PMC · DOI: 10.1007/s12149-025-02044-5 · 2025-04-05

## TL;DR

This study identifies factors affecting radiation levels in patients after a specific cancer treatment and shows how to predict these levels using imaging data.

## Contribution

The study introduces a predictive model for late external dose rates using pretreatment imaging data in PRRT for neuroendocrine tumors.

## Key findings

- Late EDR-1m is significantly correlated with total radiopharmaceutical uptake and dose per body weight.
- A predictive equation using [111In] pentetreotide SPECT/CT data achieved an RMSE of 2.24 μSv/h in training and 3.47 μSv/h in testing.
- Creatinine clearance and ALBI scores were not significantly correlated with late EDR-1m.

## Abstract

In peptide receptor radionuclide therapy (PRRT) using lutetium-177-labeled DOTA-Tyr3-octreotate ([177Lu] DOTATATE), isolation is required until the external dose rate at 1 m (EDR-1 m) from the body surface falls below the regulatory standards of each country. While it is known that renal function influences EDR-1 m reduction within 180 min post-administration, the factors affecting EDR-1 m on the day following administration (Late EDR-1 m) remain unclear. This study aimed to identify factors influencing Late EDR-1 m after PRRT using [177Lu] DOTATATE for neuroendocrine tumors and to predict Late EDR-1 m using pretreatment [111In] pentetreotide single-photon emission computed tomography/computed tomography (SPECT/CT) data.

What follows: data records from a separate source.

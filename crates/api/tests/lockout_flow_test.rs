//! End-to-end account lockout tests.

mod common;

use axum::http::StatusCode;
use sea_orm::{ActiveModelTrait, Set};
use serde_json::json;

use vantra_db::UserRepository;
use vantra_db::entities::users::{self, UserStatus};
use vantra_db::repositories::UserChanges;

use common::{TEST_PASSWORD, login, register_user, send, test_app};

async fn fail_login(app: &axum::Router, email: &str) -> (StatusCode, serde_json::Value) {
    send(
        app,
        "POST",
        "/api/v1/auth/login",
        None,
        Some(json!({ "email": email, "password": "wrong-password" })),
    )
    .await
}

#[tokio::test]
async fn fifth_failure_locks_the_account() {
    let (app, state) = test_app().await;
    let email = register_user(&app, &state, None).await;

    for _ in 0..4 {
        let (status, body) = fail_login(&app, &email).await;
        assert_eq!(status, StatusCode::UNAUTHORIZED);
        assert_eq!(body["error"], "invalid_credentials");
    }

    let (status, body) = fail_login(&app, &email).await;
    assert_eq!(status, StatusCode::LOCKED);
    assert_eq!(body["error"], "account_locked");
    assert!(body["locked_until"].is_string());

    // The correct password makes no difference while locked.
    let (status, body) = send(
        &app,
        "POST",
        "/api/v1/auth/login",
        None,
        Some(json!({ "email": email, "password": TEST_PASSWORD })),
    )
    .await;
    assert_eq!(status, StatusCode::LOCKED);
    assert_eq!(body["error"], "account_locked");
}

#[tokio::test]
async fn elapsed_lockout_heals_on_next_attempt() {
    let (app, state) = test_app().await;
    let email = register_user(&app, &state, None).await;

    for _ in 0..5 {
        fail_login(&app, &email).await;
    }

    // Backdate the lockout so it has elapsed.
    let repo = UserRepository::new((*state.db).clone());
    let user = repo.find_by_email(&email).await.unwrap().unwrap();
    assert_eq!(user.status, UserStatus::Suspended);
    users::ActiveModel {
        id: Set(user.id),
        locked_until: Set(Some(chrono::Utc::now() - chrono::Duration::minutes(1))),
        ..Default::default()
    }
    .update(&*state.db)
    .await
    .unwrap();

    // The next attempt heals the lock and evaluates credentials normally.
    let (access, _) = login(&app, &email, TEST_PASSWORD).await;
    let (status, _) = send(&app, "GET", "/api/v1/auth/me", Some(&access), None).await;
    assert_eq!(status, StatusCode::OK);

    let healed = repo.find_by_email(&email).await.unwrap().unwrap();
    assert_eq!(healed.status, UserStatus::Active);
    assert_eq!(healed.failed_login_attempts, 0);
}

#[tokio::test]
async fn successful_login_resets_the_failure_counter() {
    let (app, state) = test_app().await;
    let email = register_user(&app, &state, None).await;

    for _ in 0..4 {
        fail_login(&app, &email).await;
    }
    login(&app, &email, TEST_PASSWORD).await;

    // Four more failures fit before the threshold trips again.
    for _ in 0..4 {
        let (status, _) = fail_login(&app, &email).await;
        assert_eq!(status, StatusCode::UNAUTHORIZED);
    }
    let (status, _) = fail_login(&app, &email).await;
    assert_eq!(status, StatusCode::LOCKED);
}

#[tokio::test]
async fn admin_suspension_blocks_login_without_healing() {
    let (app, state) = test_app().await;
    let email = register_user(&app, &state, None).await;

    let repo = UserRepository::new((*state.db).clone());
    let user = repo.find_by_email(&email).await.unwrap().unwrap();
    repo.update(
        user.id,
        UserChanges {
            status: Some(UserStatus::Suspended),
            ..Default::default()
        },
    )
    .await
    .unwrap();

    // No locked_until, so the attempt reaches the status check and is
    // rejected as inactive rather than locked.
    let (status, body) = send(
        &app,
        "POST",
        "/api/v1/auth/login",
        None,
        Some(json!({ "email": email, "password": TEST_PASSWORD })),
    )
    .await;
    assert_eq!(status, StatusCode::FORBIDDEN);
    assert_eq!(body["error"], "account_inactive");
}

#[tokio::test]
async fn inactive_account_is_rejected_at_the_gate() {
    let (app, state) = test_app().await;
    let email = register_user(&app, &state, None).await;
    let (access, _) = login(&app, &email, TEST_PASSWORD).await;

    let repo = UserRepository::new((*state.db).clone());
    let user = repo.find_by_email(&email).await.unwrap().unwrap();
    repo.update(
        user.id,
        UserChanges {
            status: Some(UserStatus::Inactive),
            ..Default::default()
        },
    )
    .await
    .unwrap();

    // A live token stops working the moment the account is deactivated.
    let (status, body) = send(&app, "GET", "/api/v1/auth/me", Some(&access), None).await;
    assert_eq!(status, StatusCode::FORBIDDEN);
    assert_eq!(body["error"], "account_inactive");
}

This study analyzed 111 PRRT cycles administered to 36 patients between September 2021 and August 2024. Late EDR-1 m was set as the dependent variable, whereas total radiopharmaceutical uptake (LUTtotal), dose per body weight, creatinine clearance (CCr), and albumin–bilirubin (ALBI) score were set as the independent variables in the multiple regression analysis. LUTtotal was calculated using SPECT/CT data acquired after the patient left the radiation therapy room, defining the volume of interest (VOI) as the area with SUVmean + 2SD or higher in the skeletal muscle. The VOI volume multiplied by the SUVmean was used to define LUTtotal. In addition, using [111In] pentetreotide SPECT/CT data, the total radiopharmaceutical uptake (OCTtotal) was calculated in a manner similar to LUTtotal, and its correlation with LUTtotal was examined. A predictive equation for Late EDR-1 m was developed using the results of the multivariate analysis, and its performance was tested using subsequent cases between August 2024 and January 2025.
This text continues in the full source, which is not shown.